Annonated Algorithm Visualization

View code on GitHub

PPO Value Clip.

The Value-Clip Proximal Policy Optimization (PPO) technique is employed to place constraints on updates to the value function,
averting rapid fluctuations in the estimated value of a given state.
This method is devised to enhance the stability and reliability of the learning process during the training phase.
For additional details, please refer to the source paper: Implementation Matters in Deep RL: A Case Study on PPO and TRPO. Related Link.

Overview
Implementation of Value Clip method used in PPO. The core idea is to prevent the value function from updating too rapidly for a certain state.
This is achieved by clipping the new value within a certain range of the old value.
Arguments:
- value_old (:obj:`torch.FloatTensor`): The old value, calculated using the old policy.
- value_new (:obj:`torch.FloatTensor`): The new value, calculated using the new policy.
- return_ (:obj:`torch.FloatTensor`): The expected return value (target value).
- clip_ratio (:obj:`float`): The clipping range for the new value, expressed as a ratio of the old value. Default is 0.2.
Returns:
- value_loss (:obj:`torch.FloatTensor`): The calculated value loss, represents the difference between the new and old value function.

Algorithm
The algorithm calculates the clipped value function and then calculates two types of value losses: one between the return and the new value function,
and the other between the return and the clipped value function. The final value loss is the average of the maximum of these two types of value losses.

import torch


def ppo_value_clip(value_old: torch.FloatTensor, value_new: torch.FloatTensor, return_: torch.FloatTensor,
                   clip_ratio: float = 0.2) -> torch.FloatTensor:

Calculate the clipped value function, which is the old value plus the difference between the new and old value, clamped within the clip ratio.
$$V_{clip} = V_{old} + clip(V_{new} - V_{old}, -clip\_ratio, clip\_ratio)$$

    value_clip = value_old + (value_new - value_old).clamp(-clip_ratio, clip_ratio)

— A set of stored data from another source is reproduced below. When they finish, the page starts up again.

// libpn53x-rs/libpn53x/src/lib.rs

//! libpn53x
//!
//! Frame transport for NXP PN532/PN533 NFC controllers attached over a
//! synchronous byte bus.
#![warn(missing_docs)]

pub mod bus;
pub mod constants;
pub mod error;
pub mod prelude;
pub mod protocol;
pub mod test_support;
pub mod transport;
pub mod types;
pub mod utils;

// Re-export common types at crate root so `crate::Error`, `crate::Result`,
// and the newtypes in `types` are available for consumers and for
// convenient `prelude` re-exports.
pub use crate::error::*;
pub use crate::types::*;

pub use prelude::*;
#[path = "../common/mod.rs"]
mod common;

use std::sync::Arc;
use std::thread;

use libpn53x::bus::WriteOutcome;
use libpn53x::constants::ACK_FRAME;
use libpn53x::test_support::{RecordingSink, ready_response, session_with_mock};
use libpn53x::transport::CommandState;
use libpn53x::{BusError, Error};

#[test]
fn abort_delivers_exactly_one_cancellation() {
    let (session, bus) = session_with_mock();
    let sink = RecordingSink::default();

    session.send_frame(&common::firmware_command()).unwrap();
    session.abort_cmd(&sink);

    assert_eq!(sink.cancel_count(), 1);
    assert_eq!(sink.frame_count(), 0);
    assert!(matches!(
        sink.cancellations.lock().unwrap()[0],
        Error::Cancelled
    ));
    assert_eq!(session.command_state(), CommandState::Completed);
    // The cancel rode an ACK onto the wire
    assert_eq!(bus.lock().pop_written().unwrap(), ACK_FRAME.to_vec());
}

#[test]
fn late_frame_after_abort_is_discarded() {
    let (session, bus) = session_with_mock();
    let sink = RecordingSink::default();

    session.send_frame(&common::firmware_command()).unwrap();
    session.abort_cmd(&sink);

    // The chip produced a response anyway; it lost the race.
    bus.lock()
        .push_read(ready_response(common::firmware_response().as_bytes()));
    session.recv_frame(&sink).unwrap();

    assert_eq!(sink.frame_count(), 0);
    assert_eq!(sink.cancel_count(), 1);
}

#[test]
fn abort_without_outstanding_command_is_noop() {
    let (session, bus) = session_with_mock();
    let sink = RecordingSink::default();

    session.abort_cmd(&sink);

    assert_eq!(sink.cancel_count(), 0);
    assert!(bus.lock().written.is_empty());
    assert_eq!(session.command_state(), CommandState::Idle);
}

#[test]
fn completed_command_cannot_be_aborted() {
    let (session, bus) = session_with_mock();
    let sink = RecordingSink::default();

    session.send_frame(&common::firmware_command()).unwrap();
    bus.lock()
        .push_read(ready_response(common::firmware_response().as_bytes()));
    session.recv_frame(&sink).unwrap();

    session.abort_cmd(&sink);

    assert_eq!(sink.frame_count(), 1);
    assert_eq!(sink.cancel_count(), 0);
}

#[test]
fn second_abort_is_noop() {
    let (session, _bus) = session_with_mock();
    let sink = RecordingSink::default();

    session.send_frame(&common::firmware_command()).unwrap();
    session.abort_cmd(&sink);
    session.abort_cmd(&sink);

    assert_eq!(sink.cancel_count(), 1);
}

#[test]
fn cancellation_reported_even_when_ack_write_fails() {
    let (session, bus) = session_with_mock();
    let sink = RecordingSink::default();

    session.send_frame(&common::firmware_command()).unwrap();
    bus.lock()
        .script_write(WriteOutcome::Fail(BusError::Transfer("nak".into())));
    session.abort_cmd(&sink);

    assert_eq!(sink.cancel_count(), 1);
    assert_eq!(sink.frame_count(), 0);
}

#[test]
fn racing_abort_and_completion_deliver_exactly_once() {
    for _ in 0..32 {
        let (session, bus) = session_with_mock();
        let session = Arc::new(session);
        let sink = Arc::new(RecordingSink::default());

        session.send_frame(&common::firmware_command()).unwrap();
        bus.lock()
            .push_read(ready_response(common::firmware_response().as_bytes()));

        let reader = {
            let session = Arc::clone(&session);
            let sink = Arc::clone(&sink);
            thread::spawn(move || {
                session.recv_frame(&*sink).unwrap();
            })
        };
        let aborter = {
            let session = Arc::clone(&session);
            let sink = Arc::clone(&sink);
            thread::spawn(move || {
                session.abort_cmd(&*sink);
            })
        };
        reader.join().unwrap();
        aborter.join().unwrap();

        assert_eq!(
            sink.frame_count() + sink.cancel_count(),
            1,
            "every command resolves to exactly one outcome"
        );
    }
}
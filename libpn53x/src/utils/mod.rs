//! Utilities for libpn53x: small, reusable helpers used across the crate.
//!
//! This module intentionally contains tiny, well-tested helpers that are
//! convenient for debug printing (hex) of raw frames.

pub mod hex;

// Re-export the helpers at the `utils` module level so callers can use
// `crate::utils::bytes_to_hex(...)` etc if they prefer.
pub use hex::*;
// libpn53x-rs/libpn53x/src/protocol/frame.rs

use std::fmt;

use crate::constants::{
    EXT_FRAME_HEADER_LEN, EXT_FRAME_MARKER, FRAME_POSTAMBLE, FRAME_PREAMBLE, FRAME_START,
    STD_FRAME_HEADER_LEN, STD_FRAME_TAIL_LEN,
};
use crate::utils::bytes_to_hex_spaced;
use crate::{Error, Result};

/// Compute the Length Checksum (LCS)
/// LCS = 0x100 - LEN (mod 256)
pub fn lcs(len: u8) -> u8 {
    0u8.wrapping_sub(len)
}

/// Compute the Data Checksum (DCS) over TFI + payload
/// DCS = 0x100 - (sum(data) & 0xff)
pub fn dcs(data: &[u8]) -> u8 {
    let sum = data.iter().fold(0u8, |acc, &b| acc.wrapping_add(b));
    0u8.wrapping_sub(sum)
}

/// Reports how many bytes at the start of a receive buffer constitute one
/// complete frame, header and tail included.
///
/// The transport consults this after stripping the ready-status byte and
/// truncates its over-allocated buffer to the answer. Implementations must
/// never report more than `buf.len()`.
pub trait FrameSizer {
    /// Total length of the frame at the start of `buf`.
    fn rx_frame_size(&self, buf: &[u8]) -> usize;
}

/// Frame sizer for the chip's standard and extended information frames.
///
/// Standard frame: `00 00 FF LEN LCS TFI .. DCS 00`, LEN counting TFI +
/// payload. Extended frame: `00 00 FF FF FF LENM LENL LCS TFI .. DCS 00`
/// with a big-endian 16-bit length.
#[derive(Debug, Default, Clone, Copy)]
pub struct StdFrameSizer;

impl FrameSizer for StdFrameSizer {
    fn rx_frame_size(&self, buf: &[u8]) -> usize {
        if buf.len() < STD_FRAME_HEADER_LEN {
            return buf.len();
        }
        let total = if buf[3..5] == EXT_FRAME_MARKER {
            if buf.len() < EXT_FRAME_HEADER_LEN {
                return buf.len();
            }
            let len = u16::from_be_bytes([buf[5], buf[6]]) as usize;
            EXT_FRAME_HEADER_LEN + len + STD_FRAME_TAIL_LEN
        } else {
            STD_FRAME_HEADER_LEN + buf[3] as usize + STD_FRAME_TAIL_LEN
        };
        total.min(buf.len())
    }
}

/// An owned wire frame, stored without the leading ready-status byte.
///
/// The transport treats frames as opaque; the codec helpers here exist so
/// callers and tests can produce and pick apart real traffic.
#[derive(Debug, Clone, PartialEq, Eq)]
pub struct Frame {
    bytes: Vec<u8>,
}

impl Frame {
    /// Wrap raw frame bytes as received from the bus.
    pub fn from_bytes(bytes: Vec<u8>) -> Self {
        Self { bytes }
    }

    /// Encode a standard information frame around `tfi` + `payload`.
    ///
    /// LEN counts the TFI, so `payload` may hold at most 254 bytes.
    pub fn encode_std(tfi: u8, payload: &[u8]) -> Result<Self> {
        if payload.len() > 254 {
            return Err(Error::InvalidLength {
                expected: 254,
                actual: payload.len(),
            });
        }

        let len = (payload.len() + 1) as u8;
        let mut out =
            Vec::with_capacity(STD_FRAME_HEADER_LEN + len as usize + STD_FRAME_TAIL_LEN);
        out.push(FRAME_PREAMBLE);
        out.extend_from_slice(&FRAME_START);
        out.push(len);
        out.push(lcs(len));
        out.push(tfi);
        out.extend_from_slice(payload);
        let checksum = dcs(&out[STD_FRAME_HEADER_LEN..]);
        out.push(checksum);
        out.push(FRAME_POSTAMBLE);
        Ok(Self { bytes: out })
    }

    /// Raw frame bytes.
    pub fn as_bytes(&self) -> &[u8] {
        &self.bytes
    }

    /// Consume the frame, returning its bytes.
    pub fn into_bytes(self) -> Vec<u8> {
        self.bytes
    }

    /// Frame length in bytes.
    pub fn len(&self) -> usize {
        self.bytes.len()
    }

    /// True when the frame holds no bytes at all.
    pub fn is_empty(&self) -> bool {
        self.bytes.is_empty()
    }

    /// True when the frame starts with the fixed ACK sequence.
    pub fn is_ack(&self) -> bool {
        self.bytes.starts_with(&crate::constants::ACK_FRAME)
    }

    /// Check structure and checksums of a standard information frame.
    ///
    /// ACK frames carry no LEN/DCS pair and are recognized with
    /// [`Frame::is_ack`] instead.
    pub fn validate(&self) -> Result<()> {
        let b = &self.bytes;
        let min = STD_FRAME_HEADER_LEN + 1 + STD_FRAME_TAIL_LEN;
        if b.len() < min {
            return Err(Error::InvalidLength {
                expected: min,
                actual: b.len(),
            });
        }

        if b[0] != FRAME_PREAMBLE || b[1..3] != FRAME_START {
            return Err(Error::FrameFormat("invalid start sequence".into()));
        }

        let len = b[3];
        if b[4] != lcs(len) {
            return Err(Error::ChecksumMismatch {
                expected: lcs(len),
                actual: b[4],
            });
        }

        let required = STD_FRAME_HEADER_LEN + len as usize + STD_FRAME_TAIL_LEN;
        if b.len() != required {
            return Err(Error::InvalidLength {
                expected: required,
                actual: b.len(),
            });
        }

        let data = &b[STD_FRAME_HEADER_LEN..STD_FRAME_HEADER_LEN + len as usize];
        let checksum = b[STD_FRAME_HEADER_LEN + len as usize];
        if checksum != dcs(data) {
            return Err(Error::ChecksumMismatch {
                expected: dcs(data),
                actual: checksum,
            });
        }

        if b[required - 1] != FRAME_POSTAMBLE {
            return Err(Error::FrameFormat("invalid postamble".into()));
        }

        Ok(())
    }

    /// TFI + payload bytes of a validated standard frame.
    pub fn payload(&self) -> Result<&[u8]> {
        self.validate()?;
        let len = self.bytes[3] as usize;
        Ok(&self.bytes[STD_FRAME_HEADER_LEN..STD_FRAME_HEADER_LEN + len])
    }
}

impl fmt::Display for Frame {
    fn fmt(&self, f: &mut fmt::Formatter<'_>) -> fmt::Result {
        f.write_str(&bytes_to_hex_spaced(&self.bytes))
    }
}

Calculate the first type of value loss: the squared difference between the return and the new value function.
$$V_1 = (return - V_{new})^2$$

    v1 = (return_ - value_new).pow(2)

Calculate the second type of value loss: the squared difference between the return and the clipped value function.
$$V_2 = (return - V_{clip})^2$$

    v2 = (return_ - value_clip).pow(2)

Calculate the final value loss as the average of the maximum of the two types of value losses.
$$loss = 0.5 * weight * max(V_1, V_2)$$

    value_loss = 0.5 * (torch.max(v1, v2)).mean()
    return value_loss

Overview
Test function for ppo_value_clip function. The test case generates random data and uses it to calculate the value loss.
Then it checks whether the shape of the returned value loss is a scalar, as expected.

def test_ppo_value_clip() -> None:

Generate random data for testing. The batch size is 6.

    B = 6
    value_old = torch.randn(B)
    value_new = torch.randn(B)
    return_ = torch.randn(B)

Calculate the value loss using the ppo_value_clip function.

    value_loss = ppo_value_clip(value_old, value_new, return_)

Assert that the returned value loss is a scalar (i.e., its shape is an empty tuple).

    assert value_loss.shape == torch.Size([])